Activity » Can you find the lines of the listing that include "many" and copy every one?

Raw data »
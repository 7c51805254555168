//! Codec layer: the non-streaming and streaming compressor/parser traits,
//! and the two implementations (`identity`, `zstd`) that satisfy them.
//!
//! Non-streaming codecs operate on a whole message at once (used by UDP,
//! where each datagram already is one message). Streaming codecs operate on
//! byte chunks and compose with [`crate::parser::StreamingParser`] to
//! recover message boundaries from a continuous TCP byte stream.

pub mod identity;
pub mod zstd_codec;

use bytes::Bytes;

use crate::error::Result;

/// A codec that transforms one whole message into one whole message, used
/// where the transport already delivers message-sized units (UDP
/// datagrams).
pub trait NonStreamingCodec: Send + Sync {
    fn compress(&self, data: &[u8]) -> Result<Bytes>;
    fn decompress(&self, data: &[u8]) -> Result<Bytes>;
}

/// The write side of a streaming codec: wraps outgoing message bytes so that
/// each `compress` call produces a self-delimited unit on the wire (for
/// zstd, a frame ended by the library's end-of-frame marker; for identity,
/// just the bytes themselves).
pub trait StreamingCompressor: Send {
    fn compress(&mut self, data: &[u8]) -> Result<Bytes>;
}

/// The read side of a streaming codec: accepts raw bytes off the wire
/// incrementally and exposes the same `prepare_buffer`/`consumed`/
/// `parse_next`/`get` protocol as [`crate::parser::StreamingParser`], after
/// undoing whatever framing the compressor applied.
pub trait StreamingParser: Send {
    fn prepare_buffer(&mut self, n: usize) -> &mut [u8];
    fn consumed(&mut self, k: usize);
    fn parse_next(&mut self, k: usize) -> Result<bool>;
    fn get(&mut self) -> Bytes;
}

/// Picks a codec's concrete implementations out of configuration. Mirrors
/// the non-goal-excluded fluent builder surface only in spirit: this factory
/// is the minimal seam the transport layer needs, not a public builder API.
pub trait StreamingCodecFactory: Send + Sync {
    fn new_compressor(&self) -> Box<dyn StreamingCompressor>;
    fn new_parser(&self) -> Box<dyn StreamingParser>;
}

pub trait NonStreamingCodecFactory: Send + Sync {
    fn new_codec(&self) -> Box<dyn NonStreamingCodec>;
}
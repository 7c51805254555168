//! Fixed-size worker pool draining a single shared event loop.
//!
//! This wraps a tokio multi-threaded `Runtime` behind a thin owning type
//! that exposes exactly the surface the rest of the crate needs (`start`,
//! `stop`, `post`, `on_error`) rather than a hand-rolled thread pool and
//! task queue. Per-session ordering is enforced by the owning-task
//! discipline in `transport`, not by how many workers happen to be
//! running.

use std::future::Future;
use std::sync::atomic::{AtomicBool, Ordering};
use std::sync::{Arc, Mutex};

use tokio::runtime::Runtime;
use tokio::task::JoinHandle;

/// A one-shot-per-fault handler, invoked from whichever task observed a
/// worker-fatal error.
pub type ErrorHandler = Box<dyn Fn(&str) + Send + Sync>;

/// Owns the tokio runtime all sessions and dispatch work execute on.
pub struct WorkerPool {
    runtime: Mutex<Option<Runtime>>,
    handle: tokio::runtime::Handle,
    started: AtomicBool,
    on_error: Mutex<Option<ErrorHandler>>,
}

impl WorkerPool {
    /// Build a pool of `num_threads` OS threads sharing one event loop.
    /// `num_threads` below 1 is treated as 1.
    pub fn new(num_threads: usize) -> std::io::Result<Arc<Self>> {
        let threads = num_threads.max(1);
        let runtime = tokio::runtime::Builder::new_multi_thread()
            .worker_threads(threads)
            .enable_all()
            .build()?;
        let handle = runtime.handle().clone();
        Ok(Arc::new(WorkerPool {
            runtime: Mutex::new(Some(runtime)),
            handle,
            started: AtomicBool::new(false),
            on_error: Mutex::new(None),
        }))
    }

    /// Idempotent: the runtime is already running from `new`, so this just
    /// flips the `started` flag that `post` checks.
    pub fn start(&self) {
        self.started.store(true, Ordering::SeqCst);
        tracing::info!("worker pool starting");
    }

    /// Idempotent: shuts the runtime down, waiting briefly for outstanding
    /// tasks to observe cancellation. Calling `stop` twice is a no-op.
    pub fn stop(&self) {
        if let Some(runtime) = self.runtime.lock().expect("worker pool mutex poisoned").take() {
            tracing::info!("worker pool stopping");
            runtime.shutdown_timeout(std::time::Duration::from_secs(5));
        }
        self.started.store(false, Ordering::SeqCst);
    }

    /// Install the one-shot-per-fault handler. A later call replaces the
    /// previous handler; only the most recently installed one runs.
    pub fn on_error(&self, handler: ErrorHandler) {
        *self.on_error.lock().expect("worker pool mutex poisoned") = Some(handler);
    }

    /// Run `handler` on the error path for `task_name`, if one is
    /// installed. After it runs the task that failed is simply gone; the
    /// rest of the pool's worker threads are unaffected since tokio does
    /// not tie a panicking task to a dedicated OS thread.
    pub fn report_error(&self, task_name: &str) {
        if let Some(handler) = self.on_error.lock().expect("worker pool mutex poisoned").as_ref() {
            handler(task_name);
        }
    }

    /// Enqueue a future to run on any worker thread. Rejects cleanly (no
    /// panic) once the pool has been stopped, satisfying invariant (I5).
    pub fn post<F>(&self, fut: F) -> Option<JoinHandle<F::Output>>
    where
        F: Future + Send + 'static,
        F::Output: Send + 'static,
    {
        if !self.started.load(Ordering::SeqCst) {
            tracing::warn!("post() called before worker pool was started; dropping task");
            return None;
        }
        if self.runtime.lock().expect("worker pool mutex poisoned").is_none() {
            tracing::warn!("post() called after worker pool was stopped; dropping task");
            return None;
        }
        Some(self.handle.spawn(fut))
    }

    pub fn handle(&self) -> tokio::runtime::Handle {
        self.handle.clone()
    }
}
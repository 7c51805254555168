//! The zstd codec.
//!
//! Non-streaming side (UDP): each call is an independent one-shot
//! compress/decompress of a whole message, mirroring the original library's
//! `ZSTD_compress`/`ZSTD_decompressDCtx` pair.
//!
//! Streaming side (TCP): the compressor keeps a persistent context across
//! calls but finishes a full zstd frame on every `compress()`, so a single
//! logical message maps to exactly one self-delimited frame on the wire.
//! There was no complete reference implementation for this half upstream
//! (see DESIGN.md), so the frame-per-message contract is taken directly from
//! the prose description of the end-of-frame flush. The decompressor runs
//! the inverse loop, feeding decompressed bytes into the inner MessagePack
//! streaming parser as they come off each frame.

use bytes::Bytes;
use zstd_safe::{CCtx, DCtx, InBuffer, OutBuffer};

use super::{NonStreamingCodec, NonStreamingCodecFactory, StreamingCodecFactory};
use crate::error::{Error, Result};
use crate::parser::StreamingParser as MsgpackStreamingParser;

/// Default compression level.
pub const DEFAULT_LEVEL: i32 = 3;

/// Validate a compression level against the range the linked zstd library
/// supports.
pub fn validate_level(level: i32) -> Result<()> {
    let range = zstd::compression_level_range();
    if range.contains(&level) {
        Ok(())
    } else {
        Err(Error::InvalidConfigValue(format!(
            "zstd_compression_level {level} out of range {range:?}"
        )))
    }
}

#[derive(Debug, Clone, Copy)]
pub struct ZstdCodec {
    level: i32,
}

impl ZstdCodec {
    pub fn new(level: i32) -> Result<Self> {
        validate_level(level)?;
        Ok(ZstdCodec { level })
    }
}

impl NonStreamingCodec for ZstdCodec {
    fn compress(&self, data: &[u8]) -> Result<Bytes> {
        let out = zstd::encode_all(data, self.level)
            .map_err(|e| Error::UnexpectedError(format!("zstd compress: {e}")))?;
        Ok(Bytes::from(out))
    }

    fn decompress(&self, data: &[u8]) -> Result<Bytes> {
        let out = zstd::decode_all(data)
            .map_err(|e| Error::UnexpectedError(format!("zstd decompress: {e}")))?;
        Ok(Bytes::from(out))
    }
}

pub struct ZstdCodecFactory {
    level: i32,
}

impl ZstdCodecFactory {
    pub fn new(level: i32) -> Result<Self> {
        validate_level(level)?;
        Ok(ZstdCodecFactory { level })
    }
}

impl NonStreamingCodecFactory for ZstdCodecFactory {
    fn new_codec(&self) -> Box<dyn NonStreamingCodec> {
        Box::new(ZstdCodec { level: self.level })
    }
}

/// Streaming compressor: one persistent `CCtx`, one finished frame per
/// `compress()` call.
pub struct ZstdStreamingCompressor {
    cctx: CCtx<'static>,
    level: i32,
}

impl ZstdStreamingCompressor {
    pub fn new(level: i32) -> Self {
        let mut cctx = CCtx::create();
        let _ = cctx.set_parameter(zstd_safe::CParameter::CompressionLevel(level));
        ZstdStreamingCompressor { cctx, level }
    }
}

impl super::StreamingCompressor for ZstdStreamingCompressor {
    fn compress(&mut self, data: &[u8]) -> Result<Bytes> {
        // compress2 always emits a complete, self-contained frame (it begins
        // and ends the frame within the call): one frame per message.
        let bound = zstd_safe::compress_bound(data.len());
        let mut out = vec![0u8; bound];
        let written = self
            .cctx
            .compress2(&mut out, data)
            .map_err(|code| Error::UnexpectedError(zstd_safe::get_error_name(code).to_string()))?;
        out.truncate(written);
        Ok(Bytes::from(out))
    }
}

impl std::fmt::Debug for ZstdStreamingCompressor {
    fn fmt(&self, f: &mut std::fmt::Formatter<'_>) -> std::fmt::Result {
        f.debug_struct("ZstdStreamingCompressor")
            .field("level", &self.level)
            .finish()
    }
}

/// Streaming parser: decompresses one zstd frame at a time off the wire and
/// feeds the plaintext into an inner [`MsgpackStreamingParser`].
pub struct ZstdStreamingParser {
    dctx: DCtx<'static>,
    /// Compressed bytes received but not yet fully decompressed. May be
    /// longer than `filled_len` when `prepare_buffer` has grown it ahead of
    /// the socket read that will fill it.
    compressed: Vec<u8>,
    /// Count of bytes in `compressed` actually written by the caller via
    /// `consumed`, mirroring `StreamingParser::consumed_len` in
    /// `parser.rs`: only this many leading bytes are real data, the rest
    /// is unwritten space reserved by the last `prepare_buffer` call.
    filled_len: usize,
    inner: MsgpackStreamingParser,
}

impl ZstdStreamingParser {
    pub fn new() -> Self {
        ZstdStreamingParser {
            dctx: DCtx::create(),
            compressed: Vec::new(),
            filled_len: 0,
            inner: MsgpackStreamingParser::new(),
        }
    }

    /// Drain as much of `self.compressed[..filled_len]` as the decoder will
    /// currently accept, pushing plaintext into the inner parser's buffer.
    fn pump(&mut self) -> Result<()> {
        let mut consumed_total = 0usize;
        loop {
            if consumed_total >= self.filled_len {
                break;
            }
            let mut in_buf = InBuffer::around(&self.compressed[consumed_total..self.filled_len]);
            let mut scratch = vec![0u8; 64 * 1024];
            let mut out_buf = OutBuffer::around(&mut scratch);

            let hint = self
                .dctx
                .decompress_stream(&mut out_buf, &mut in_buf)
                .map_err(|code| {
                    Error::UnexpectedError(zstd_safe::get_error_name(code).to_string())
                })?;

            let produced = out_buf.as_slice().len();
            if produced > 0 {
                let n = produced;
                let region = self.inner.prepare_buffer(n);
                region.copy_from_slice(out_buf.as_slice());
                self.inner.consumed(n);
            }

            consumed_total += in_buf.pos();

            if in_buf.pos() == 0 && produced == 0 {
                // Decoder made no progress: it needs more compressed bytes
                // than we currently have buffered for this frame.
                break;
            }
            if hint == 0 {
                // End of frame. Reset so the next frame starts clean.
                let _ = self.dctx.reset(zstd_safe::ResetDirective::SessionOnly);
            }
        }
        self.compressed.drain(..consumed_total);
        self.filled_len -= consumed_total;
        Ok(())
    }
}

impl Default for ZstdStreamingParser {
    fn default() -> Self {
        Self::new()
    }
}

impl super::StreamingParser for ZstdStreamingParser {
    fn prepare_buffer(&mut self, n: usize) -> &mut [u8] {
        let start = self.filled_len;
        if self.compressed.len() < start + n {
            self.compressed.resize(start + n, 0);
        }
        &mut self.compressed[start..start + n]
    }

    fn consumed(&mut self, k: usize) {
        self.filled_len += k;
    }

    fn parse_next(&mut self, k: usize) -> Result<bool> {
        self.consumed(k);
        self.pump()?;
        self.inner.parse_next(0)
    }

    fn get(&mut self) -> Bytes {
        self.inner.get()
    }
}

impl StreamingCodecFactory for ZstdCodecFactory {
    fn new_compressor(&self) -> Box<dyn super::StreamingCompressor> {
        Box::new(ZstdStreamingCompressor::new(self.level))
    }

    fn new_parser(&self) -> Box<dyn super::StreamingParser> {
        Box::new(ZstdStreamingParser::new())
    }
}

#[cfg(test)]
mod tests {
    use super::*;
    use crate::codec::{StreamingCompressor, StreamingParser as StreamingParserTrait};

    #[test]
    fn non_streaming_round_trips() {
        let codec = ZstdCodec::new(DEFAULT_LEVEL).unwrap();
        let data = b"hello world, hello world, hello world".repeat(100);
        let compressed = codec.compress(&data).unwrap();
        assert_eq!(codec.decompress(&compressed).unwrap(), Bytes::from(data));
    }

    #[test]
    fn rejects_out_of_range_level() {
        assert!(ZstdCodec::new(i32::MAX).is_err());
    }

    #[test]
    fn streaming_round_trips_a_single_message() {
        let msg = crate::message::pack_request(1, "echo", vec![rmpv::Value::from("abc")]);

        let mut compressor = ZstdStreamingCompressor::new(DEFAULT_LEVEL);
        let frame = compressor.compress(&msg).unwrap();

        let mut parser = ZstdStreamingParser::new();
        let region = parser.prepare_buffer(frame.len());
        region.copy_from_slice(&frame);
        assert!(parser.parse_next(frame.len()).unwrap());
        assert_eq!(parser.get(), msg);
    }

    #[test]
    fn streaming_round_trips_several_messages_in_sequence() {
        let mut compressor = ZstdStreamingCompressor::new(DEFAULT_LEVEL);
        let mut parser = ZstdStreamingParser::new();

        for i in 0..5u32 {
            let msg = crate::message::pack_request(i, "echo", vec![rmpv::Value::from(i)]);
            let frame = compressor.compress(&msg).unwrap();
            let region = parser.prepare_buffer(frame.len());
            region.copy_from_slice(&frame);
            assert!(parser.parse_next(frame.len()).unwrap());
            assert_eq!(parser.get(), msg);
        }
    }

    /// Mirrors how `TcpSessionReader::read_message` actually drives the
    /// parser: it requests a fixed-size buffer larger than the bytes a
    /// socket read returns, then reports the true count via `consumed`.
    /// The unwritten tail of `prepare_buffer`'s region must never reach the
    /// decoder.
    #[test]
    fn consumed_with_fewer_bytes_than_prepared_ignores_the_unwritten_tail() {
        let msg = crate::message::pack_request(1, "echo", vec![rmpv::Value::from("abc")]);

        let mut compressor = ZstdStreamingCompressor::new(DEFAULT_LEVEL);
        let frame = compressor.compress(&msg).unwrap();

        let mut parser = ZstdStreamingParser::new();
        let region = parser.prepare_buffer(1024);
        region[..frame.len()].copy_from_slice(&frame);
        assert!(parser.parse_next(frame.len()).unwrap());
        assert_eq!(parser.get(), msg);
    }

    /// Same scenario, but across two frames fed through the oversized
    /// buffer one at a time, matching a TCP read loop that keeps reusing
    /// the same `min_buf_size` request.
    #[test]
    fn oversized_prepare_buffer_does_not_corrupt_a_later_frame() {
        let mut compressor = ZstdStreamingCompressor::new(DEFAULT_LEVEL);
        let mut parser = ZstdStreamingParser::new();

        for i in 0..3u32 {
            let msg = crate::message::pack_request(i, "echo", vec![rmpv::Value::from(i)]);
            let frame = compressor.compress(&msg).unwrap();
            let region = parser.prepare_buffer(1024);
            region[..frame.len()].copy_from_slice(&frame);
            assert!(parser.parse_next(frame.len()).unwrap());
            assert_eq!(parser.get(), msg);
        }
    }
}
//! Configuration surface: TOML documents deserialized into the option
//! structs that parameterize servers and clients (`SPEC_FULL.md` §6).
//!
//! This is the external-collaborator config loader carried as ambient
//! stack: it uses `serde` + `toml` the way `sova-org-Sova`'s
//! `config/types.rs` does (one struct per concern, `#[serde(default)]` on
//! every field so a partial document is valid), and surfaces failures
//! through this crate's own `Error::InvalidConfigValue` /
//! `Error::ConfigParseError` rather than a bespoke config error type.

use serde::{Deserialize, Serialize};

use crate::error::{Error, Result};

fn default_streaming_min_buf_size() -> usize {
    1024
}

fn default_datagram_buf_size() -> usize {
    crate::transport::udp::DEFAULT_DATAGRAM_BUF_SIZE
}

fn default_zstd_level() -> i32 {
    crate::codec::zstd_codec::DEFAULT_LEVEL
}

fn default_num_threads() -> usize {
    1
}

fn default_sync_request_timeout_ms() -> u32 {
    3000
}

/// Compression selection, shared by every acceptor/connector config.
#[derive(Debug, Clone, Copy, PartialEq, Eq, Serialize, Deserialize)]
#[serde(rename_all = "snake_case", tag = "type")]
pub enum CompressionConfig {
    None,
    Zstd {
        #[serde(default = "default_zstd_level")]
        zstd_compression_level: i32,
    },
}

impl Default for CompressionConfig {
    fn default() -> Self {
        CompressionConfig::None
    }
}

impl CompressionConfig {
    /// Validate the configured level, if any, against the linked zstd
    /// library's supported range.
    pub fn validate(&self) -> Result<()> {
        match self {
            CompressionConfig::None => Ok(()),
            CompressionConfig::Zstd {
                zstd_compression_level,
            } => crate::codec::zstd_codec::validate_level(*zstd_compression_level),
        }
    }

    pub fn streaming_factory(&self) -> Result<std::sync::Arc<dyn crate::codec::StreamingCodecFactory>> {
        self.validate()?;
        Ok(match self {
            CompressionConfig::None => {
                std::sync::Arc::new(crate::codec::identity::IdentityCodecFactory)
            }
            CompressionConfig::Zstd {
                zstd_compression_level,
            } => std::sync::Arc::new(crate::codec::zstd_codec::ZstdCodecFactory::new(
                *zstd_compression_level,
            )?),
        })
    }

    pub fn non_streaming_codec(&self) -> Result<std::sync::Arc<dyn crate::codec::NonStreamingCodec>> {
        self.validate()?;
        Ok(match self {
            CompressionConfig::None => std::sync::Arc::new(crate::codec::identity::IdentityCodec),
            CompressionConfig::Zstd {
                zstd_compression_level,
            } => std::sync::Arc::new(crate::codec::zstd_codec::ZstdCodec::new(
                *zstd_compression_level,
            )?),
        })
    }
}

#[derive(Debug, Clone, Serialize, Deserialize)]
#[serde(rename_all = "snake_case")]
pub struct TcpAcceptorConfig {
    pub host: String,
    pub port: u16,
    #[serde(default)]
    pub compression: CompressionConfig,
    #[serde(default = "default_streaming_min_buf_size")]
    pub streaming_min_buf_size: usize,
}

impl TcpAcceptorConfig {
    pub fn addr(&self) -> String {
        format!("{}:{}", self.host, self.port)
    }

    pub fn validate(&self) -> Result<()> {
        self.compression.validate()?;
        if self.streaming_min_buf_size == 0 {
            return Err(Error::InvalidConfigValue(
                "streaming_min_buf_size must be nonzero".into(),
            ));
        }
        Ok(())
    }
}

pub type TcpConnectorConfig = TcpAcceptorConfig;

#[derive(Debug, Clone, Serialize, Deserialize)]
#[serde(rename_all = "snake_case")]
pub struct UdpAcceptorConfig {
    pub host: String,
    pub port: u16,
    #[serde(default)]
    pub compression: CompressionConfig,
    #[serde(default = "default_datagram_buf_size")]
    pub datagram_buf_size: usize,
}

impl UdpAcceptorConfig {
    pub fn addr(&self) -> String {
        format!("{}:{}", self.host, self.port)
    }

    pub fn validate(&self) -> Result<()> {
        self.compression.validate()?;
        if self.datagram_buf_size == 0 {
            return Err(Error::InvalidConfigValue(
                "datagram_buf_size must be nonzero".into(),
            ));
        }
        Ok(())
    }
}

pub type UdpConnectorConfig = UdpAcceptorConfig;

#[derive(Debug, Clone, Default, Serialize, Deserialize)]
#[serde(rename_all = "snake_case")]
pub struct ServerConfig {
    #[serde(default = "default_num_threads")]
    pub num_threads: usize,
    #[serde(default)]
    pub tcp_acceptors: Vec<TcpAcceptorConfig>,
    #[serde(default)]
    pub udp_acceptors: Vec<UdpAcceptorConfig>,
}

impl ServerConfig {
    pub fn validate(&self) -> Result<()> {
        if self.num_threads == 0 {
            return Err(Error::InvalidConfigValue(
                "server.num_threads must be nonzero".into(),
            ));
        }
        for acceptor in &self.tcp_acceptors {
            acceptor.validate()?;
        }
        for acceptor in &self.udp_acceptors {
            acceptor.validate()?;
        }
        Ok(())
    }

    pub fn from_toml_str(s: &str) -> Result<Self> {
        let config: Self = toml::from_str(s)?;
        config.validate()?;
        Ok(config)
    }

    pub fn from_file(path: impl AsRef<std::path::Path>) -> Result<Self> {
        let contents = std::fs::read_to_string(path.as_ref()).map_err(|source| {
            Error::InvalidConfigValue(format!(
                "could not read {}: {source}",
                path.as_ref().display()
            ))
        })?;
        Self::from_toml_str(&contents)
    }
}

#[derive(Debug, Clone, Copy, PartialEq, Eq, Serialize, Deserialize)]
#[serde(rename_all = "snake_case")]
pub enum ConnectorType {
    Tcp,
    Udp,
}

#[derive(Debug, Clone, Serialize, Deserialize)]
#[serde(rename_all = "snake_case")]
pub struct ClientConfig {
    #[serde(default = "default_num_threads")]
    pub num_threads: usize,
    #[serde(default = "default_sync_request_timeout_ms")]
    pub sync_request_timeout_ms: u32,
    pub connector_type: ConnectorType,
    #[serde(default)]
    pub tcp_connector: Option<TcpConnectorConfig>,
    #[serde(default)]
    pub udp_connector: Option<UdpConnectorConfig>,
}

impl ClientConfig {
    pub fn validate(&self) -> Result<()> {
        if self.num_threads == 0 {
            return Err(Error::InvalidConfigValue(
                "client.num_threads must be nonzero".into(),
            ));
        }
        if self.sync_request_timeout_ms == 0 {
            return Err(Error::InvalidConfigValue(
                "sync_request_timeout_ms must be nonzero".into(),
            ));
        }
        match self.connector_type {
            ConnectorType::Tcp => {
                let cfg = self.tcp_connector.as_ref().ok_or_else(|| {
                    Error::InvalidConfigValue(
                        "connector_type = tcp requires a [tcp_connector] table".into(),
                    )
                })?;
                cfg.validate()?;
            }
            ConnectorType::Udp => {
                let cfg = self.udp_connector.as_ref().ok_or_else(|| {
                    Error::InvalidConfigValue(
                        "connector_type = udp requires a [udp_connector] table".into(),
                    )
                })?;
                cfg.validate()?;
            }
        }
        Ok(())
    }

    pub fn from_toml_str(s: &str) -> Result<Self> {
        let config: Self = toml::from_str(s)?;
        config.validate()?;
        Ok(config)
    }

    pub fn from_file(path: impl AsRef<std::path::Path>) -> Result<Self> {
        let contents = std::fs::read_to_string(path.as_ref()).map_err(|source| {
            Error::InvalidConfigValue(format!(
                "could not read {}: {source}",
                path.as_ref().display()
            ))
        })?;
        Self::from_toml_str(&contents)
    }
}

#[cfg(test)]
mod tests {
    use super::*;

    #[test]
    fn parses_a_minimal_server_config() {
        let toml = r#"
            num_threads = 4

            [[tcp_acceptors]]
            host = "0.0.0.0"
            port = 18800
        "#;
        let config = ServerConfig::from_toml_str(toml).unwrap();
        assert_eq!(config.num_threads, 4);
        assert_eq!(config.tcp_acceptors.len(), 1);
        assert_eq!(config.tcp_acceptors[0].streaming_min_buf_size, 1024);
        assert_eq!(config.tcp_acceptors[0].compression, CompressionConfig::None);
    }

    #[test]
    fn parses_zstd_compression() {
        let toml = r#"
            [[tcp_acceptors]]
            host = "0.0.0.0"
            port = 18800

            [tcp_acceptors.compression]
            type = "zstd"
            zstd_compression_level = 9
        "#;
        let config = ServerConfig::from_toml_str(toml).unwrap();
        assert_eq!(
            config.tcp_acceptors[0].compression,
            CompressionConfig::Zstd {
                zstd_compression_level: 9
            }
        );
    }

    #[test]
    fn rejects_out_of_range_compression_level() {
        let toml = r#"
            [[tcp_acceptors]]
            host = "0.0.0.0"
            port = 18800

            [tcp_acceptors.compression]
            type = "zstd"
            zstd_compression_level = 999
        "#;
        assert!(ServerConfig::from_toml_str(toml).is_err());
    }

    #[test]
    fn rejects_malformed_toml() {
        let err = ServerConfig::from_toml_str("not valid [[[ toml").unwrap_err();
        assert!(matches!(err, Error::ConfigParseError(_)));
    }

    #[test]
    fn client_requires_matching_connector_table() {
        let toml = r#"
            connector_type = "tcp"
        "#;
        let err = ClientConfig::from_toml_str(toml).unwrap_err();
        assert!(matches!(err, Error::InvalidConfigValue(_)));
    }

    #[test]
    fn client_with_tcp_connector_validates() {
        let toml = r#"
            connector_type = "tcp"

            [tcp_connector]
            host = "127.0.0.1"
            port = 18800
        "#;
        let config = ClientConfig::from_toml_str(toml).unwrap();
        assert_eq!(config.sync_request_timeout_ms, 3000);
    }
}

Answer for the task »
//! discipline in `transport`, not by how many workers happen to be
    /// `parser.rs`: only this many leading bytes are real data, the rest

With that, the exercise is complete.